## Activity
Restrict the output to the lines below starting at the one that contains "the analog prototype." and ending at the one that contains "2.0 * (k * k - vh)", and restate them word for word, both ends included.

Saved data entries
>>>

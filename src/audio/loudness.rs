//! Loudness normalization (ITU-R BS.1770 integrated loudness).
//!
//! Generated audio is brought to [`TARGET_LUFS`] and, optionally, passed
//! through a `tanh` soft compressor so the gain never produces hard clips.

use super::Waveform;

/// Integrated loudness written files are normalized to.
pub const TARGET_LUFS: f64 = -14.0;

/// RMS below which a waveform is treated as silence and left untouched.
pub const ENERGY_FLOOR: f64 = 2e-3;

const BLOCK_S: f64 = 0.4;
const STEP_S: f64 = 0.1;
const ABSOLUTE_GATE_LUFS: f64 = -70.0;
const RELATIVE_GATE_LU: f64 = -10.0;

// BS.1770 K-weighting prototypes.
const SHELF_HZ: f64 = 1_681.974_450_955_533;
const SHELF_GAIN_DB: f64 = 3.999_843_853_973_347;
const SHELF_Q: f64 = 0.707_175_236_955_419_6;
const HIGH_PASS_HZ: f64 = 38.135_470_876_024_44;
const HIGH_PASS_Q: f64 = 0.500_327_037_323_877_3;

/// Second-order IIR section, transposed direct form II.
#[derive(Debug, Clone, Copy)]
struct Biquad {
    b: [f64; 3],
    a: [f64; 2],
}

impl Biquad {
    /// K-weighting stage 1: the +4 dB head-related high shelf, designed for
    /// `sample_rate` by bilinear transform of the analog prototype.
    fn high_shelf(sample_rate: u32) -> Self {
        let k = (std::f64::consts::PI * SHELF_HZ / sample_rate as f64).tan();
        let vh = 10f64.powf(SHELF_GAIN_DB / 20.0);
        let vb = vh.powf(0.499_666_774_154_541_6);
        let a0 = 1.0 + k / SHELF_Q + k * k;

        Self {
            b: [
                (vh + vb * k / SHELF_Q + k * k) / a0,
                2.0 * (k * k - vh) / a0,
                (vh - vb * k / SHELF_Q + k * k) / a0,
            ],
            a: [2.0 * (k * k - 1.0) / a0, (1.0 - k / SHELF_Q + k * k) / a0],
        }
    }

    /// K-weighting stage 2: the RLB high pass near 38 Hz.
    fn high_pass(sample_rate: u32) -> Self {
        let k = (std::f64::consts::PI * HIGH_PASS_HZ / sample_rate as f64).tan();
        let a0 = 1.0 + k / HIGH_PASS_Q + k * k;

        Self {
            b: [1.0, -2.0, 1.0],
            a: [2.0 * (k * k - 1.0) / a0, (1.0 - k / HIGH_PASS_Q + k * k) / a0],
        }
    }

    fn filter(&self, input: &[f64]) -> Vec<f64> {
        let (mut z1, mut z2) = (0.0, 0.0);
        input
            .iter()
            .map(|&x| {
                let y = self.b[0] * x + z1;
                z1 = self.b[1] * x - self.a[0] * y + z2;
                z2 = self.b[2] * x - self.a[1] * y;
                y
            })
            .collect()
    }
}

fn channel_weight(channel: usize) -> f64 {
    // L, R, C weigh 1.0; surround channels 1.41.
    if channel < 3 { 1.0 } else { 1.41 }
}

fn block_loudness(weighted_power: f64) -> f64 {
    -0.691 + 10.0 * weighted_power.log10()
}

/// Integrated loudness in LUFS, or `None` when every block is gated out.
pub fn integrated_loudness(waveform: &Waveform) -> Option<f64> {
    let channels = waveform.channels as usize;
    let frames = waveform.num_frames();
    if channels == 0 || frames == 0 || waveform.sample_rate == 0 {
        return None;
    }

    let shelf = Biquad::high_shelf(waveform.sample_rate);
    let high_pass = Biquad::high_pass(waveform.sample_rate);
    let weighted: Vec<Vec<f64>> = (0..channels)
        .map(|ch| {
            let signal: Vec<f64> = waveform
                .samples
                .iter()
                .skip(ch)
                .step_by(channels)
                .map(|&s| s as f64)
                .collect();
            high_pass.filter(&shelf.filter(&signal))
        })
        .collect();

    let block = ((BLOCK_S * waveform.sample_rate as f64).round() as usize).min(frames);
    let step = ((STEP_S * waveform.sample_rate as f64).round() as usize).max(1);
    let num_blocks = (frames - block) / step + 1;

    // Mean square per channel per block.
    let powers: Vec<Vec<f64>> = (0..num_blocks)
        .map(|j| {
            weighted
                .iter()
                .map(|signal| {
                    let window = &signal[j * step..j * step + block];
                    window.iter().map(|v| v * v).sum::<f64>() / block as f64
                })
                .collect()
        })
        .collect();

    let weighted_sum = |channel_powers: &[f64]| -> f64 {
        channel_powers
            .iter()
            .enumerate()
            .map(|(ch, p)| channel_weight(ch) * p)
            .sum()
    };

    let gated_mean = |threshold: f64| -> Option<Vec<f64>> {
        let kept: Vec<&Vec<f64>> = powers
            .iter()
            .filter(|p| block_loudness(weighted_sum(p)) > threshold)
            .collect();
        if kept.is_empty() {
            return None;
        }
        Some(
            (0..channels)
                .map(|ch| kept.iter().map(|p| p[ch]).sum::<f64>() / kept.len() as f64)
                .collect(),
        )
    };

    let absolute = gated_mean(ABSOLUTE_GATE_LUFS)?;
    let relative_threshold = block_loudness(weighted_sum(&absolute)) + RELATIVE_GATE_LU;
    let relative = gated_mean(relative_threshold)?;
    Some(block_loudness(weighted_sum(&relative)))
}

/// Scale `waveform` to `target_lufs`, then optionally soft-compress with `tanh`.
///
/// Near-silent or unmeasurable input is returned unchanged.
pub fn normalize_loudness(mut waveform: Waveform, target_lufs: f64, compress: bool) -> Waveform {
    if waveform.samples.is_empty() {
        return waveform;
    }

    let energy = (waveform
        .samples
        .iter()
        .map(|&s| (s as f64) * (s as f64))
        .sum::<f64>()
        / waveform.samples.len() as f64)
        .sqrt();
    if energy < ENERGY_FLOOR {
        tracing::debug!(energy, "skipping loudness normalization of near-silent audio");
        return waveform;
    }

    let Some(loudness) = integrated_loudness(&waveform) else {
        return waveform;
    };

    let gain = 10f64.powf((target_lufs - loudness) / 20.0) as f32;
    tracing::debug!(loudness, gain, "normalizing loudness");
    for s in waveform.samples.iter_mut() {
        *s *= gain;
        if compress {
            *s = s.tanh();
        }
    }
    waveform
}
//! Channel downmix.

use super::Waveform;

/// Collapse all channels into one by averaging each frame.
///
/// Mono input is returned unchanged. A trailing partial frame is dropped.
pub fn downmix_to_mono(waveform: Waveform) -> Waveform {
    let channels = waveform.channels as usize;
    if channels <= 1 {
        return waveform;
    }

    let samples = waveform
        .samples
        .chunks_exact(channels)
        .map(|frame| frame.iter().sum::<f32>() / channels as f32)
        .collect();

    Waveform::new(samples, waveform.sample_rate, 1)
}

#[cfg(test)]
mod tests {
    use super::*;

    #[test]
    fn test_stereo_is_averaged() {
        let stereo = Waveform::new(vec![1.0, 3.0, 0.5, -0.5, -1.0, 0.0], 48_000, 2);
        let mono = downmix_to_mono(stereo);
        assert_eq!(mono.channels, 1);
        assert_eq!(mono.sample_rate, 48_000);
        assert_eq!(mono.samples, vec![2.0, 0.0, -0.5]);
    }

    #[test]
    fn test_multichannel_is_averaged() {
        let quad = Waveform::new(vec![0.1, 0.2, 0.3, 0.4], 32_000, 4);
        let mono = downmix_to_mono(quad);
        assert_eq!(mono.samples.len(), 1);
        assert!((mono.samples[0] - 0.25).abs() < 1e-6);
    }

    #[test]
    fn test_mono_passes_through() {
        let mono = Waveform::new(vec![0.1, -0.2], 16_000, 1);
        assert_eq!(downmix_to_mono(mono.clone()), mono);
    }
}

<<<

## Completed task
    /// `sample_rate` by bilinear transform of the analog prototype.
    fn high_shelf(sample_rate: u32) -> Self {
        let k = (std::f64::consts::PI * SHELF_HZ / sample_rate as f64).tan();
        let vh = 10f64.powf(SHELF_GAIN_DB / 20.0);
        let vb = vh.powf(0.499_666_774_154_541_6);
        let a0 = 1.0 + k / SHELF_Q + k * k;

        Self {
            b: [
                (vh + vb * k / SHELF_Q + k * k) / a0,
                2.0 * (k * k - vh) / a0,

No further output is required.